* _What you need to do_
Below are records; count the lines that contain "closed" and give only the total.

━━━ Records supplied

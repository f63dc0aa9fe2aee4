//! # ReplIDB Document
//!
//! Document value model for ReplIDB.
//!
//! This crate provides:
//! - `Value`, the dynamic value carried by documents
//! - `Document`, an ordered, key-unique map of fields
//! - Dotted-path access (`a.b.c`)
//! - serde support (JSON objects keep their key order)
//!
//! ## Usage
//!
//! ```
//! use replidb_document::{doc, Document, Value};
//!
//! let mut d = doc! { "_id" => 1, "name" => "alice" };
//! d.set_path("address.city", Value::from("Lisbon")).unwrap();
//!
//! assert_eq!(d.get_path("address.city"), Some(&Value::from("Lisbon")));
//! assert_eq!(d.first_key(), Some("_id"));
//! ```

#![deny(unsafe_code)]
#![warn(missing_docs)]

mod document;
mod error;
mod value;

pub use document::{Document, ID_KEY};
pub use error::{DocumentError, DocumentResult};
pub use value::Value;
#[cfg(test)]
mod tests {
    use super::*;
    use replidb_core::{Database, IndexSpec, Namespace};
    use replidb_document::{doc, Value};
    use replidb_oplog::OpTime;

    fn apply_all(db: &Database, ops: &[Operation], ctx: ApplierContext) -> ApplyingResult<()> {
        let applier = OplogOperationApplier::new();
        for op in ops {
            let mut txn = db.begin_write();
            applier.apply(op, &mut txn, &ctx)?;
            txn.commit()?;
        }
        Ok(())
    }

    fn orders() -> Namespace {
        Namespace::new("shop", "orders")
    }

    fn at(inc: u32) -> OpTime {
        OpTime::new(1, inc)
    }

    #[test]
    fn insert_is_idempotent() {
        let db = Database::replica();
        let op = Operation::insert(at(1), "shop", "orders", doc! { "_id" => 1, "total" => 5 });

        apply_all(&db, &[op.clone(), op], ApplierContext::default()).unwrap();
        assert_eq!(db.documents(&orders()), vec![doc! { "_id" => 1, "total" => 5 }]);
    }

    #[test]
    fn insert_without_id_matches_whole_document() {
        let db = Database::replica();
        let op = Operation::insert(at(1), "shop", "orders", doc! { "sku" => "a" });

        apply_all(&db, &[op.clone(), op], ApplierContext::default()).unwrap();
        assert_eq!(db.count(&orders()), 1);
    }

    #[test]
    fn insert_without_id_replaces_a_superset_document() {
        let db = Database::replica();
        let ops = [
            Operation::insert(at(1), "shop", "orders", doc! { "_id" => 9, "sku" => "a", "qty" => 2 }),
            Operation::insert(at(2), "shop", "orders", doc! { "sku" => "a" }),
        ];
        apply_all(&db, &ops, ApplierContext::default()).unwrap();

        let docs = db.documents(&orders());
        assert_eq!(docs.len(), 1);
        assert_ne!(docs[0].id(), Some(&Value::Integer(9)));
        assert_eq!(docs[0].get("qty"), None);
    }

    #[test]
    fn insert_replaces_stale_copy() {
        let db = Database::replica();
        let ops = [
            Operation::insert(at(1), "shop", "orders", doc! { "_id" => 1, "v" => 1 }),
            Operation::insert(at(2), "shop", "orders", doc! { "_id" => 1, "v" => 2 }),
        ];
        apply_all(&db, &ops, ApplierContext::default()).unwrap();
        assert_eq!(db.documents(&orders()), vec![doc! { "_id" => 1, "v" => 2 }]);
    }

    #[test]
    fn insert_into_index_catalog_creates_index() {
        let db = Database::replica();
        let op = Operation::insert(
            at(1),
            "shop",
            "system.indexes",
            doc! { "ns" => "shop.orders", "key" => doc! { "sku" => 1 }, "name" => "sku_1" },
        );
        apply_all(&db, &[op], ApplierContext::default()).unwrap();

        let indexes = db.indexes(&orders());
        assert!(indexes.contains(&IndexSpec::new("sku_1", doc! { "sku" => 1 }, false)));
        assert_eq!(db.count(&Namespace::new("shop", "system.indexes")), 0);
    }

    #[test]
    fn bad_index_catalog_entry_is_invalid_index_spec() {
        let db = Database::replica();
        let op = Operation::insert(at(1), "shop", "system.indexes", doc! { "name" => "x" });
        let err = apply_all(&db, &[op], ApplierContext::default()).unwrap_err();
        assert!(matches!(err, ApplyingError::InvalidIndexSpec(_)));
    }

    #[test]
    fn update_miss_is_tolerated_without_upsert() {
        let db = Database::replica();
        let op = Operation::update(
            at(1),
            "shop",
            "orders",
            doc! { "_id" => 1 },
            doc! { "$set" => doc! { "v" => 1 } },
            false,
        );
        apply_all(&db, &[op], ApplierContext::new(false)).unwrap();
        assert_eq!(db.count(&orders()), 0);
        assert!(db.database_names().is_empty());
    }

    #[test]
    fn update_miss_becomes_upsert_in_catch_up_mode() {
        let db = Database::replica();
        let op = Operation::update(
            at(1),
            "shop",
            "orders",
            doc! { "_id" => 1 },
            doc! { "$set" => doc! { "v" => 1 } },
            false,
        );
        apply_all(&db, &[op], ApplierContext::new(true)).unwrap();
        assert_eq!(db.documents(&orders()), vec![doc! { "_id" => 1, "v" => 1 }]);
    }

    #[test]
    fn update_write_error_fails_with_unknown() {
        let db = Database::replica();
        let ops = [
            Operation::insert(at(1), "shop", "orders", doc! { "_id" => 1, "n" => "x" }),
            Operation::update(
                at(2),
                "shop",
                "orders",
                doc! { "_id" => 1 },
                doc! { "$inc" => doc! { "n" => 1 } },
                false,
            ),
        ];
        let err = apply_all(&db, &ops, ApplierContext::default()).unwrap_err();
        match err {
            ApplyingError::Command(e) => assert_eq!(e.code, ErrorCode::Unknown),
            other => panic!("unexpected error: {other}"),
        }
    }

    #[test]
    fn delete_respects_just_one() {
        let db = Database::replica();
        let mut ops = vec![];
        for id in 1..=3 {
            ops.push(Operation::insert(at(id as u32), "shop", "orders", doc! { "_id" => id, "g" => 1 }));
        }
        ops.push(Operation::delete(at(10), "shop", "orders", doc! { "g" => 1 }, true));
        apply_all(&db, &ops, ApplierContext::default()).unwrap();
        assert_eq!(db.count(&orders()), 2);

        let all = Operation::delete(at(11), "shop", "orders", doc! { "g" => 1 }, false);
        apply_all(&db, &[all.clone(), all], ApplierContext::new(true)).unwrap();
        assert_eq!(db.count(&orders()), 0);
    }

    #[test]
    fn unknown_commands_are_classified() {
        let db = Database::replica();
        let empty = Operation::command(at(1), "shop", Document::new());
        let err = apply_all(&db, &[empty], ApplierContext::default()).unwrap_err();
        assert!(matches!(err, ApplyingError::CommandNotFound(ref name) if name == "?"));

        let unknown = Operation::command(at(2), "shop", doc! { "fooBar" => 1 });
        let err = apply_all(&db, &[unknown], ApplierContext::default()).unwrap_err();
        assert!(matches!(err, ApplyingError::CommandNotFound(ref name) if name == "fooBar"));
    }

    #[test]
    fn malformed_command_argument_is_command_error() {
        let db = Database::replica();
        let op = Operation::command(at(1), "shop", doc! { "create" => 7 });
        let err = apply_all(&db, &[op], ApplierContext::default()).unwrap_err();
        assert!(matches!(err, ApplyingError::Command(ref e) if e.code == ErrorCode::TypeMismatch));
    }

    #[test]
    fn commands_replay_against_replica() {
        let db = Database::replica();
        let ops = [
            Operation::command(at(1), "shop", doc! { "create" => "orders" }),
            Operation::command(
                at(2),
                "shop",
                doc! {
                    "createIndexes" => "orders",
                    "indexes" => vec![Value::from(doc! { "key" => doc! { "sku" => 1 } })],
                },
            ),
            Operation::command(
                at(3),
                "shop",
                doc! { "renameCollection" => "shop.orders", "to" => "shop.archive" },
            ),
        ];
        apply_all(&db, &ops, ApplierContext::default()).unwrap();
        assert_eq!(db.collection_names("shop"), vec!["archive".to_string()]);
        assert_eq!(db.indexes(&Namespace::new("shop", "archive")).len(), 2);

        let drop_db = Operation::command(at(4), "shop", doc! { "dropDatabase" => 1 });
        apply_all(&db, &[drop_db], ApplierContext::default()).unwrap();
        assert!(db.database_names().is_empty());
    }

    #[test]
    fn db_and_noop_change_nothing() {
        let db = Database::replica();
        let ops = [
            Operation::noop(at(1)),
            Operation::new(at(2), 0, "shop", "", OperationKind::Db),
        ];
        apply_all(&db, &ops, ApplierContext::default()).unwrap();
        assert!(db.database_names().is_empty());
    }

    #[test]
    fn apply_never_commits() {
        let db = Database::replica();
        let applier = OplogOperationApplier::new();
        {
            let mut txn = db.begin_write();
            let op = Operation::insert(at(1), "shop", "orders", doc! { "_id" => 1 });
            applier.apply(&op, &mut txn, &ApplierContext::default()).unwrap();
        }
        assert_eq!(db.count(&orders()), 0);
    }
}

━━━━━━
━━━ Records supplied

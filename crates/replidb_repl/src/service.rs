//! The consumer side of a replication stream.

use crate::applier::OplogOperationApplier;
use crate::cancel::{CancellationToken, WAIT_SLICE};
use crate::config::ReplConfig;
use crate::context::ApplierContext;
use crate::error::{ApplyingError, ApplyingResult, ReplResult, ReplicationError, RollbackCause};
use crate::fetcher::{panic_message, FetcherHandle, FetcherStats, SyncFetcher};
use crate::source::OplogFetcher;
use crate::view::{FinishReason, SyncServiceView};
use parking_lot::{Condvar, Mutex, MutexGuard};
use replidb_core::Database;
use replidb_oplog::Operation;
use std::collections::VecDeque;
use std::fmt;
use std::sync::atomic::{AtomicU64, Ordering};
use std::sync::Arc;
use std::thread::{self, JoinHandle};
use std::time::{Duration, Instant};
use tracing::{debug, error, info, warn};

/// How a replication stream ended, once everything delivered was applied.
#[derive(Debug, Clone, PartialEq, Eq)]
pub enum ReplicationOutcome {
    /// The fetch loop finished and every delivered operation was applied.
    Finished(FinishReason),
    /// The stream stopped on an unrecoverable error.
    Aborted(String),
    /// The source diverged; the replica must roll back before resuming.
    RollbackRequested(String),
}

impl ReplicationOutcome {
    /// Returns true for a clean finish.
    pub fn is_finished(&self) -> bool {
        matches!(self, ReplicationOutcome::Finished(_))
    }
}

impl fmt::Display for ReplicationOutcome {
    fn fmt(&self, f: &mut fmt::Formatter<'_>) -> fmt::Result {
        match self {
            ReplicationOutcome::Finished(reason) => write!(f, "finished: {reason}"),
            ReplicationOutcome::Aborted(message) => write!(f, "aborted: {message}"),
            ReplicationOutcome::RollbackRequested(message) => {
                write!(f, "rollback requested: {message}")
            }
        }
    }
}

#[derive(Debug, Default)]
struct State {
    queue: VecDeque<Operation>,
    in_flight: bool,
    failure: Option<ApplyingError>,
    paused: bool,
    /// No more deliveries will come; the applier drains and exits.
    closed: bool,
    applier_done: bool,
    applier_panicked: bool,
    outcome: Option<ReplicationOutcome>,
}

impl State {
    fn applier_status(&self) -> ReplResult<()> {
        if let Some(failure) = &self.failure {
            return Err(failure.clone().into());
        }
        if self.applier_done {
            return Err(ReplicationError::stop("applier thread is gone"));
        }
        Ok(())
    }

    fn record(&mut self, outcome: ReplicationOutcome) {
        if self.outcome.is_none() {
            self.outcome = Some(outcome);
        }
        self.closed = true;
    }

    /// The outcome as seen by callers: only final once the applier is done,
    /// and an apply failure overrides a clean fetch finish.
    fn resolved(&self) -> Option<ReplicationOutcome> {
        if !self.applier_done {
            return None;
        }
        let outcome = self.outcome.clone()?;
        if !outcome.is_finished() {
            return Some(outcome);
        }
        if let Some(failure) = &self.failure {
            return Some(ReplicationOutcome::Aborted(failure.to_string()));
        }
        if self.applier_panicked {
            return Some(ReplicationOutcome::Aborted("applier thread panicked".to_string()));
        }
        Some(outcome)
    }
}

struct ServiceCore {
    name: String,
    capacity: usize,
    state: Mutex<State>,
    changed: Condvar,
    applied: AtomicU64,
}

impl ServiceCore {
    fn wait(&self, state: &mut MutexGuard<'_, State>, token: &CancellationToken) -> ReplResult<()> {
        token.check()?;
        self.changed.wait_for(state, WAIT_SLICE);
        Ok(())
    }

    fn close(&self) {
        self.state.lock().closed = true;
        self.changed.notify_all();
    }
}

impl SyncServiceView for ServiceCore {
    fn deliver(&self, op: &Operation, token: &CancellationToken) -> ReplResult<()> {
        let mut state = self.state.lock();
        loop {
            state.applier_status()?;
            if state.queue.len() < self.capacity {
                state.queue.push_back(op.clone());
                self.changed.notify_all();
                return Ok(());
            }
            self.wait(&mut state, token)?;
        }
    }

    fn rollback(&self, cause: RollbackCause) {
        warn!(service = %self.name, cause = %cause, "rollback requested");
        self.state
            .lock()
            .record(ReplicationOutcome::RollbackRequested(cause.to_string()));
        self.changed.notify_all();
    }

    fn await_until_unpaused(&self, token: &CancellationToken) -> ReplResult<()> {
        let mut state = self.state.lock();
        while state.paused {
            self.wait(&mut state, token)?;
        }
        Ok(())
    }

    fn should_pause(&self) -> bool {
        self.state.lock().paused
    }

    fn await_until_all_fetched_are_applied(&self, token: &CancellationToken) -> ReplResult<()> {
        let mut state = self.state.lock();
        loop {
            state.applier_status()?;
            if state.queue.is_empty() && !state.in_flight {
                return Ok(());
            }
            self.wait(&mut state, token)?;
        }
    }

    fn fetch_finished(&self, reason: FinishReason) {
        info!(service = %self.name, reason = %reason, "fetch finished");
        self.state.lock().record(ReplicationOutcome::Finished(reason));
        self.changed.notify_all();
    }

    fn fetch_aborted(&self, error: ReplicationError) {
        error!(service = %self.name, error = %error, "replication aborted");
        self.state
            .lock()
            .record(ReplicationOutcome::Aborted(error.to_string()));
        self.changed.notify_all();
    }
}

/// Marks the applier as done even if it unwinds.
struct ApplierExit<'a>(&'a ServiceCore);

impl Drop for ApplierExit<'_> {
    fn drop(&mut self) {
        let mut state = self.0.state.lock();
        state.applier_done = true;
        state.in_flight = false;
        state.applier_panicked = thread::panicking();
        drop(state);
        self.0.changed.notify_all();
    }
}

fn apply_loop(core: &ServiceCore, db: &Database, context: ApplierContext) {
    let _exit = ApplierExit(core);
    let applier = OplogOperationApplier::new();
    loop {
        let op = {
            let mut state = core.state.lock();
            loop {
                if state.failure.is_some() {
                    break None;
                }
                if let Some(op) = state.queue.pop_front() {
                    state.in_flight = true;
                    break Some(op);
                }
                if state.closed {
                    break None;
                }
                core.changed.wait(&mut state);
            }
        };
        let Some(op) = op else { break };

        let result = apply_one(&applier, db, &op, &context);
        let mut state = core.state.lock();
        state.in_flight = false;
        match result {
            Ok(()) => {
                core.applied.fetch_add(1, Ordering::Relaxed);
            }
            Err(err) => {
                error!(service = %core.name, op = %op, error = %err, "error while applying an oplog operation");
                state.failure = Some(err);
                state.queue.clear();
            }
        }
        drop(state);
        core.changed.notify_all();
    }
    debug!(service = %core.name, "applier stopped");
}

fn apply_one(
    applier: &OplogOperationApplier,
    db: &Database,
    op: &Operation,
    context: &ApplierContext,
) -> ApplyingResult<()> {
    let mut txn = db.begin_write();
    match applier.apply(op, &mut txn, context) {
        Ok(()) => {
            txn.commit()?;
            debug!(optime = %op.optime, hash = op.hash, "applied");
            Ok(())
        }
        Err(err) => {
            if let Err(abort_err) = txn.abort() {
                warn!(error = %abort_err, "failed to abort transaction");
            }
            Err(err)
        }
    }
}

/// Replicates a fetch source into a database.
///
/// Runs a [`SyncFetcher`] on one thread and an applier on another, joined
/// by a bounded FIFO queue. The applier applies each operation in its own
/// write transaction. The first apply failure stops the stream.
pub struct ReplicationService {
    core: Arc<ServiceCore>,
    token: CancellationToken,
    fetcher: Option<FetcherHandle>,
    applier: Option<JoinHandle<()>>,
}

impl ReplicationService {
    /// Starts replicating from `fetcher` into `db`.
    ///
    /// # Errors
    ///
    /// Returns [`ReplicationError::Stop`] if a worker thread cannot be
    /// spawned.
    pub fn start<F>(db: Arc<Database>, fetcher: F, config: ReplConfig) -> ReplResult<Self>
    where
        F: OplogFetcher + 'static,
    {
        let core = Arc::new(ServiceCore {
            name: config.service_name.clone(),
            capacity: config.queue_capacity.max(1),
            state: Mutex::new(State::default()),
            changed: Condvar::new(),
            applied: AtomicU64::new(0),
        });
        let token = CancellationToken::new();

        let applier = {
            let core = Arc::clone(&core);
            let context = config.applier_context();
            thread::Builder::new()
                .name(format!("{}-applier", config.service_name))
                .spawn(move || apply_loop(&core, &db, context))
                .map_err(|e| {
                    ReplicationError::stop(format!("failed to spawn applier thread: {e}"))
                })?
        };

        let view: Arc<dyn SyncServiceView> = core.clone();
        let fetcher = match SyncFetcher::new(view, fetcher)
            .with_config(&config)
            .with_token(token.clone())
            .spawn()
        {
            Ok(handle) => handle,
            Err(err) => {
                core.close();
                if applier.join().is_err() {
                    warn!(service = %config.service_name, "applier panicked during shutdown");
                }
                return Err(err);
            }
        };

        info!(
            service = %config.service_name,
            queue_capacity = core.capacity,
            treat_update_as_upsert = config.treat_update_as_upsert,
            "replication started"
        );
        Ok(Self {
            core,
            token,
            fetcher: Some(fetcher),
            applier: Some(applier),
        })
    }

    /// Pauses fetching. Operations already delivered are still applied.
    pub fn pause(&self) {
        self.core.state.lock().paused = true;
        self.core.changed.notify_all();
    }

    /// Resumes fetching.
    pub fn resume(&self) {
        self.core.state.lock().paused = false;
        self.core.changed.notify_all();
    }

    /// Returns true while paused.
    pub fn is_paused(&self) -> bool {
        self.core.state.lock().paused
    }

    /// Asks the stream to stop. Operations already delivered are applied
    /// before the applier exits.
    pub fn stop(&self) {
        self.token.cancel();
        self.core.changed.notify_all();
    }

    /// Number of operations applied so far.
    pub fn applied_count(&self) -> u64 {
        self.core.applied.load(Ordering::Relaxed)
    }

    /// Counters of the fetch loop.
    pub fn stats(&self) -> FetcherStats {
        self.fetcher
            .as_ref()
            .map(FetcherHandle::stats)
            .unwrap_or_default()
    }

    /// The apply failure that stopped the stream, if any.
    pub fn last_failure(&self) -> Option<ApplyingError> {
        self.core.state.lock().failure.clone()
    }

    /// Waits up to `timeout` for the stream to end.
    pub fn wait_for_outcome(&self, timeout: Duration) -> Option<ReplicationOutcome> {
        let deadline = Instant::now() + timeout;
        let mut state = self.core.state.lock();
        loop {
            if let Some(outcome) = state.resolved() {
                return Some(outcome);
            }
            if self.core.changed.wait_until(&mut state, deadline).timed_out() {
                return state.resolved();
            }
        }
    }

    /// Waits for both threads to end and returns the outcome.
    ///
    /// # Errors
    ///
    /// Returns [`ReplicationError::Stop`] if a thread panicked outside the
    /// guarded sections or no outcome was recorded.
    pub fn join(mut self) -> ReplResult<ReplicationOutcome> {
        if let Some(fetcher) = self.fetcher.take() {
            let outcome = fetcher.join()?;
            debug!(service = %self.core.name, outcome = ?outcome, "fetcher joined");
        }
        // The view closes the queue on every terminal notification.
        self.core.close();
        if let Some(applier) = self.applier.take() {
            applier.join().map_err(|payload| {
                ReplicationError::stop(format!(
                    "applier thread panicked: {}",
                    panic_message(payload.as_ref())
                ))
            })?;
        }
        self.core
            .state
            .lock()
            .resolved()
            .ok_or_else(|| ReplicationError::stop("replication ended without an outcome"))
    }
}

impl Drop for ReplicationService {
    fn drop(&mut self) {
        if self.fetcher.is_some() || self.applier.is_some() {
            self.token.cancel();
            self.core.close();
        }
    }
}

━━━━━━

* _The answer_
4